À propos
Née le 24 septembre 1994 à Taza, au Maroc, Marya Semlali a grandi entourée par la nature, qui a nourri son imagination bien avant que l’art ne prenne place. La dentisterie est son métier, mais la création est devenue son langage.
Tout a commencé pendant le premier confinement. Elle a créé des œuvres éphémères, qu’elle laissait disparaître — une rébellion silencieuse contre l’idée de permanence. Si la pandémie devait s’arrêter, ses œuvres aussi. Rien n’est éternel, et cette pensée la réconfortait. Puis est venue la carpule d’anesthésie. D’abord simple outil fonctionnel, elle a peu à peu capté son attention. Sa transparence, sa précision, son relief, sa sobriété… Plus elle la tenait, plus elle en était fascinée. Elle a commencé à la voir autrement : à conserver les vides, à les assembler, à les laisser devenir autre chose.
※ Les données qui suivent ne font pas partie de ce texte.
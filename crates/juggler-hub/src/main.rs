use clap::Parser;
use juggler_core::http_frame::DEFAULT_MAX_REQUEST_BYTES;
use juggler_core::QueueOrderMode;
use juggler_hub::bridge::{SharedBridge, UnconfiguredBridge};
use juggler_hub::listener::{self, ListenerContext};
use juggler_hub::registry::{RegistrySettings, SessionRegistry};
use juggler_hub::{actor, controller};
use std::{
    fs::OpenOptions,
    io::{self, Write},
    net::SocketAddr,
    path::PathBuf,
    sync::{Arc, Mutex},
    time::Duration,
};
use tokio::sync::watch;
use tracing::{error, info, warn};
use tracing_subscriber::{fmt::writer::BoxMakeWriter, EnvFilter};

const DEFAULT_ADDR: &str = "127.0.0.1:7483";
const LOG_FILE_NAME: &str = "juggler-hub.log";
const REGISTRY_DRAIN_TIMEOUT: Duration = Duration::from_secs(2);

#[derive(Clone, Debug)]
struct Config {
    addr: String,
    queue_order: QueueOrderMode,
    auto_advance: bool,
    auto_restart: bool,
    debug: bool,
    log_dir: String,
    command_capacity: usize,
}

#[derive(Parser, Debug)]
#[command(name = "juggler-hub")]
struct Args {
    #[arg(long, default_value = "")]
    addr: String,
    #[arg(long, default_value = "")]
    queue_order: String,
    #[arg(long, default_value_t = false)]
    auto_advance: bool,
    #[arg(long, default_value = "")]
    auto_restart: String,
    #[arg(long, default_value_t = false)]
    debug: bool,
    #[arg(long, default_value = "")]
    log_dir: String,
    #[arg(long, default_value_t = 256)]
    command_capacity: usize,
}

#[tokio::main]
async fn main() {
    let config = load_config();
    let _log_guard = init_logging(&config);
    let addr: SocketAddr = match config.addr.parse() {
        Ok(value) => value,
        Err(err) => {
            error!(event = "invalid_addr", error = %err, addr = %config.addr);
            return;
        }
    };
    if !addr.ip().is_loopback() {
        error!(event = "invalid_addr", addr = %config.addr);
        return;
    }

    let settings = RegistrySettings {
        queue_order: config.queue_order,
        auto_advance: config.auto_advance,
        auto_restart: config.auto_restart,
    };
    let (registry, registry_task) =
        actor::spawn(SessionRegistry::new(settings), config.command_capacity);
    let bridge: SharedBridge = Arc::new(UnconfiguredBridge);

    let listener = match tokio::net::TcpListener::bind(addr).await {
        Ok(value) => value,
        Err(err) => {
            error!(event = "hub_error", error = %err, addr = %addr);
            return;
        }
    };

    info!(
        event = "hub_start",
        addr = %addr,
        queue_order = %config.queue_order,
        auto_advance = config.auto_advance,
        auto_restart = config.auto_restart
    );

    let (shutdown_tx, shutdown_rx) = watch::channel(false);
    tokio::spawn(async move {
        let _ = tokio::signal::ctrl_c().await;
        let _ = shutdown_tx.send(true);
    });

    let controller_task = tokio::spawn(controller::run(
        registry.clone(),
        registry.subscribe_notices(),
        bridge.clone(),
        shutdown_rx.clone(),
    ));

    let ctx = Arc::new(ListenerContext {
        registry,
        bridge,
        max_request_bytes: DEFAULT_MAX_REQUEST_BYTES,
    });
    if let Err(err) = listener::run(listener, ctx, shutdown_rx).await {
        error!(event = "hub_error", error = %err);
    }

    let _ = controller_task.await;
    if tokio::time::timeout(REGISTRY_DRAIN_TIMEOUT, registry_task)
        .await
        .is_err()
    {
        warn!(event = "registry_drain_timeout");
    }
    info!(event = "hub_stop");
}

fn load_config() -> Config {
    let args = Args::parse();
    let debug = args.debug || env_true("JUGGLER_DEBUG");
    let auto_advance = args.auto_advance || env_true("JUGGLER_AUTO_ADVANCE");
    let auto_restart = resolve_flag(&args.auto_restart, "JUGGLER_AUTO_RESTART", true);
    Config {
        addr: resolve_addr(&args.addr),
        queue_order: resolve_queue_order(&args.queue_order),
        auto_advance,
        auto_restart,
        debug,
        log_dir: resolve_log_dir(&args.log_dir),
        command_capacity: args.command_capacity,
    }
}

fn init_logging(config: &Config) -> Option<LogGuard> {
    let level = if config.debug {
        "debug".to_string()
    } else if let Ok(level) = std::env::var("JUGGLER_LOG_LEVEL") {
        level
    } else {
        "info".to_string()
    };

    let filter = EnvFilter::try_from_default_env().unwrap_or_else(|_| EnvFilter::new(level));
    let writer = match open_log_file(&config.log_dir) {
        Ok(log_guard) => log_guard,
        Err(err) => {
            eprintln!("log_file_error: {err}");
            LogGuard { file: None }
        }
    };
    let file = writer.file.clone();
    let make_writer = BoxMakeWriter::new(move || MultiWriter::new(file.clone()));
    let subscriber = tracing_subscriber::fmt()
        .with_env_filter(filter)
        .with_writer(make_writer)
        .finish();
    if tracing::subscriber::set_global_default(subscriber).is_err() {
        return None;
    }
    Some(writer)
}

struct LogGuard {
    file: Option<Arc<Mutex<std::fs::File>>>,
}

struct MultiWriter {
    stdout: io::Stdout,
    file: Option<Arc<Mutex<std::fs::File>>>,
}

impl MultiWriter {
    fn new(file: Option<Arc<Mutex<std::fs::File>>>) -> Self {
        Self {
            stdout: io::stdout(),
            file,
        }
    }
}

impl Write for MultiWriter {
    fn write(&mut self, buf: &[u8]) -> io::Result<usize> {
        let _ = self.stdout.write_all(buf);
        if let Some(file) = &self.file {
            if let Ok(mut file) = file.lock() {
                let _ = file.write_all(buf);
            }
        }
        Ok(buf.len())
    }

    fn flush(&mut self) -> io::Result<()> {
        let _ = self.stdout.flush();
        if let Some(file) = &self.file {
            if let Ok(mut file) = file.lock() {
                let _ = file.flush();
            }
        }
        Ok(())
    }
}

fn open_log_file(log_dir: &str) -> io::Result<LogGuard> {
    if log_dir.trim().is_empty() {
        return Ok(LogGuard { file: None });
    }
    let dir = PathBuf::from(log_dir);
    if std::fs::create_dir_all(&dir).is_err() {
        return Ok(LogGuard { file: None });
    }
    let file = OpenOptions::new()
        .create(true)
        .append(true)
        .open(dir.join(LOG_FILE_NAME))?;
    Ok(LogGuard {
        file: Some(Arc::new(Mutex::new(file))),
    })
}

fn parse_bool(value: &str) -> Option<bool> {
    match value.trim().to_lowercase().as_str() {
        "1" | "true" | "yes" | "on" => Some(true),
        "0" | "false" | "no" | "off" => Some(false),
        _ => None,
    }
}

fn env_true(key: &str) -> bool {
    std::env::var(key)
        .ok()
        .and_then(|value| parse_bool(&value))
        .unwrap_or(false)
}

fn resolve_flag(flag: &str, env_key: &str, default: bool) -> bool {
    if let Some(value) = parse_bool(flag) {
        return value;
    }
    std::env::var(env_key)
        .ok()
        .and_then(|value| parse_bool(&value))
        .unwrap_or(default)
}

fn resolve_env(flag: &str, env_key: &str) -> Option<String> {
    if !flag.trim().is_empty() {
        return Some(flag.to_string());
    }
    std::env::var(env_key)
        .ok()
        .filter(|value| !value.trim().is_empty())
}

fn resolve_addr(addr_flag: &str) -> String {
    resolve_env(addr_flag, "JUGGLER_ADDR").unwrap_or_else(|| DEFAULT_ADDR.to_string())
}

fn resolve_queue_order(flag: &str) -> QueueOrderMode {
    let Some(raw) = resolve_env(flag, "JUGGLER_QUEUE_ORDER") else {
        return QueueOrderMode::default();
    };
    match raw.parse() {
        Ok(mode) => mode,
        Err(err) => {
            eprintln!("queue_order_error: {err}");
            QueueOrderMode::default()
        }
    }
}

fn resolve_log_dir(log_dir_flag: &str) -> String {
    resolve_env(log_dir_flag, "JUGGLER_LOG_DIR").unwrap_or_else(|| ".juggler/logs".to_string())
}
Des visages, des histoires, des émotions. L’obsession s’est installée, non plus pour l’objet, mais pour ce qu’il pouvait devenir. Ce n’était plus un déchet : c’était une possibilité. L’art est devenu son échappatoire, sa thérapie, son dialogue avec le monde. Aujourd’hui encore, elle joue, assemble, redonne vie à ces objets perdus et les laisse murmurer leurs histoires. La carpule d’anesthésie reste au cœur de tout : un témoin silencieux, une brique de construction, un langage entre elle et le monde.